Yirga, Gidey2; Ersino, Wondimu2; De Iongh, Hans H.3; Leirs, Herwig4; Gebrehiwot, Kindeya5; Deckers, Jozef6; Bauer, Hans7
1 Department of Agroecology, Science and Technology, Aarhus University2 Department of Biology, Mekelle University3 Institute of Environmental Sciences, Leiden University4 Department of Agroecology - Danish Pest Infestation Laboratory, Department of Agroecology, Science and Technology, Aarhus University5 Department of Land Resource Management and Environmental Protection, Mekelle University6 Department of Earth and Environmental sciences, KU Leuven University7 Wildlife Conservation Research Unit, Zoology, University of Oxford
We surveyed density and abundance of spotted hyena (Crocuta crocuta) in the highly degraded and prey depleted Wukro district, northern Ethiopia, with a human population density of 98 persons per square kilometer.

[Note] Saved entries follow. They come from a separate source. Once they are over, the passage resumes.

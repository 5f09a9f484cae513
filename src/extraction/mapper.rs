//! Maps normalized extraction output onto relational row shapes.
//!
//! Pure transforms: no time-format, overlap, or weekday validation happens
//! here. The prompt contract is trusted; the store applies what constraints
//! it has.

use super::types::{CalendarEvent, Program, TimetableDocument};
use crate::db::{NewEvent, NewPeriod, NewTimetable};
use tracing::warn;

/// Default semester spread for events that do not name one: all of them.
const ALL_SEMESTERS: [i64; 8] = [1, 2, 3, 4, 5, 6, 7, 8];

/// Batch value meaning "all batches".
const ALL_BATCHES: [i64; 1] = [0];

/// A timetable document flattened into its parent row and dependent rows.
#[derive(Debug, Clone)]
pub struct MappedTimetable {
    pub timetable: NewTimetable,
    pub periods: Vec<NewPeriod>,
}

/// Maps one timetable document to its row shapes.
///
/// The course code is derived by exact-match lookup over the known programs;
/// anything unrecognized is logged and falls back to "CSE".
pub fn map_timetable(doc: &TimetableDocument) -> MappedTimetable {
    let program = Program::from_course_name(&doc.course);
    if program.is_unknown() {
        warn!(
            course = %doc.course,
            fallback_code = program.code(),
            "Unrecognized course name, falling back to default course code"
        );
    }

    let timetable = NewTimetable {
        semester: doc.semester,
        course: doc.course.clone(),
        course_code: program.code().to_string(),
        batch: doc.batch,
        academic_year: doc.academic_year.clone(),
    };

    let periods = doc
        .timetable
        .iter()
        .flat_map(|day| {
            day.periods.iter().map(|period| NewPeriod {
                day: day.day.clone(),
                start_time: period.start_time.clone(),
                end_time: period.end_time.clone(),
                subject_code: period.subject.code.clone(),
                subject_name: period.subject.name.clone(),
                subject_type: period.subject.subject_type.clone(),
                faculty: period.faculty.clone(),
            })
        })
        .collect();

    MappedTimetable { timetable, periods }
}

/// Maps a batch of timetable documents, preserving input order.
pub fn map_timetables(docs: &[TimetableDocument]) -> Vec<MappedTimetable> {
    docs.iter().map(map_timetable).collect()
}

/// Maps one calendar event, filling the documented defaults for absent
/// fields. `source` passes through verbatim.
pub fn map_calendar_event(event: &CalendarEvent) -> NewEvent {
    NewEvent {
        event_name: event.event_name.clone(),
        description: event.description.clone(),
        date: event.date.clone(),
        start_time: event.start_time.clone(),
        end_time: event.end_time.clone(),
        source: event.source.clone(),
        batch: event.batch.clone().unwrap_or_else(|| ALL_BATCHES.to_vec()),
        semester: event
            .semester
            .clone()
            .unwrap_or_else(|| ALL_SEMESTERS.to_vec()),
        event_type: event
            .event_type
            .clone()
            .unwrap_or_else(|| "other".to_string()),
    }
}

/// Maps a batch of calendar events, preserving input order.
pub fn map_calendar_events(events: &[CalendarEvent]) -> Vec<NewEvent> {
    events.iter().map(map_calendar_event).collect()
}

A total of 117 spotted hyenas responded to callups, giving a hyena density of 52 hyenas per 100 km2 or a total population of 535 hyenas in the district. We quantified the economic impact of spotted hyena predation on livestock using semi structured interviews with randomly selected households. Respondents indicated a total loss of 203 domestic animals to hyena depredation over the past five years. Average annual depredation per household was 0.13 livestock worth US$ 6.1. The diet of spotted hyenas was assessed in three sub-districts by scat analysis and showed 99% prey items of domestic origin, only three of 211 scat contained hair of Ethiopian hare (Lepus fagani) and porcupine (Hystrix cristata). We conclude that hyenas in northern Ethiopia live at high density and eat almost exclusively anthropogenic food and are not dependent on conservation areas.